▶ BRIEF
Print every record exactly, with nothing added or left out.

▶ PROVIDED MATERIAL
Start of Block
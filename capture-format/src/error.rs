// SPDX-FileCopyrightText: 2025 2025 Contributors to the Media eXchange Layer project.
// SPDX-License-Identifier: Apache-2.0

//! Error types for format block parsing.
//!
//! Format blocks arrive from the upstream source as opaque little-endian byte
//! ranges. These errors describe why a block could not be turned into a typed
//! record.

/// Convenience result type using [`FormatError`] as the error variant.
pub type Result<T> = core::result::Result<T, FormatError>;

/// Errors that can occur while decoding a format block.
#[derive(Debug, Clone, PartialEq, Eq, thiserror::Error)]
pub enum FormatError {
    /// The block is shorter than the record it is supposed to hold.
    #[error("Truncated {record}: expected at least {expected} bytes, got {actual}")]
    Truncated {
        /// Name of the record being decoded (e.g. "WAVEFORMATEX").
        record: &'static str,
        /// Minimum number of bytes required.
        expected: usize,
        /// Number of bytes available.
        actual: usize,
    },

    /// The block has the right size but one of its fields is out of range.
    #[error("Invalid {record}: {reason}")]
    Invalid {
        /// Name of the record being decoded.
        record: &'static str,
        /// Human-readable description of the offending field.
        reason: String,
    },
}

impl FormatError {
    pub(crate) fn truncated(record: &'static str, expected: usize, actual: usize) -> Self {
        FormatError::Truncated {
            record,
            expected,
            actual,
        }
    }

    pub(crate) fn invalid(record: &'static str, reason: impl Into<String>) -> Self {
        FormatError::Invalid {
            record,
            reason: reason.into(),
        }
    }
}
End of Block
▶ RESPONSE AREA
filename capture-format/src/error.rs
// SPDX-FileCopyrightText: 2025 2025 Contributors to the Media eXchange Layer project.
// SPDX-License-Identifier: Apache-2.0

//! Error types for format block parsing.
//!
//! Format blocks arrive from the upstream source as opaque little-endian byte
//! ranges. These errors describe why a block could not be turned into a typed
//! record.

/// Convenience result type using [`FormatError`] as the error variant.
pub type Result<T> = core::result::Result<T, FormatError>;

/// Errors that can occur while decoding a format block.
#[derive(Debug, Clone, PartialEq, Eq, thiserror::Error)]
pub enum FormatError {
    /// The block is shorter than the record it is supposed to hold.
    #[error("Truncated {record}: expected at least {expected} bytes, got {actual}")]
    Truncated {
        /// Name of the record being decoded (e.g. "WAVEFORMATEX").
        record: &'static str,
        /// Minimum number of bytes required.
        expected: usize,
        /// Number of bytes available.
        actual: usize,
    },

    /// The block has the right size but one of its fields is out of range.
    #[error("Invalid {record}: {reason}")]
    Invalid {
        /// Name of the record being decoded.
        record: &'static str,
        /// Human-readable description of the offending field.
        reason: String,
    },
}

impl FormatError {
    pub(crate) fn truncated(record: &'static str, expected: usize, actual: usize) -> Self {
        FormatError::Truncated {
            record,
            expected,
            actual,
        }
    }

    pub(crate) fn invalid(record: &'static str, reason: impl Into<String>) -> Self {
        FormatError::Invalid {
            record,
            reason: reason.into(),
        }
    }
}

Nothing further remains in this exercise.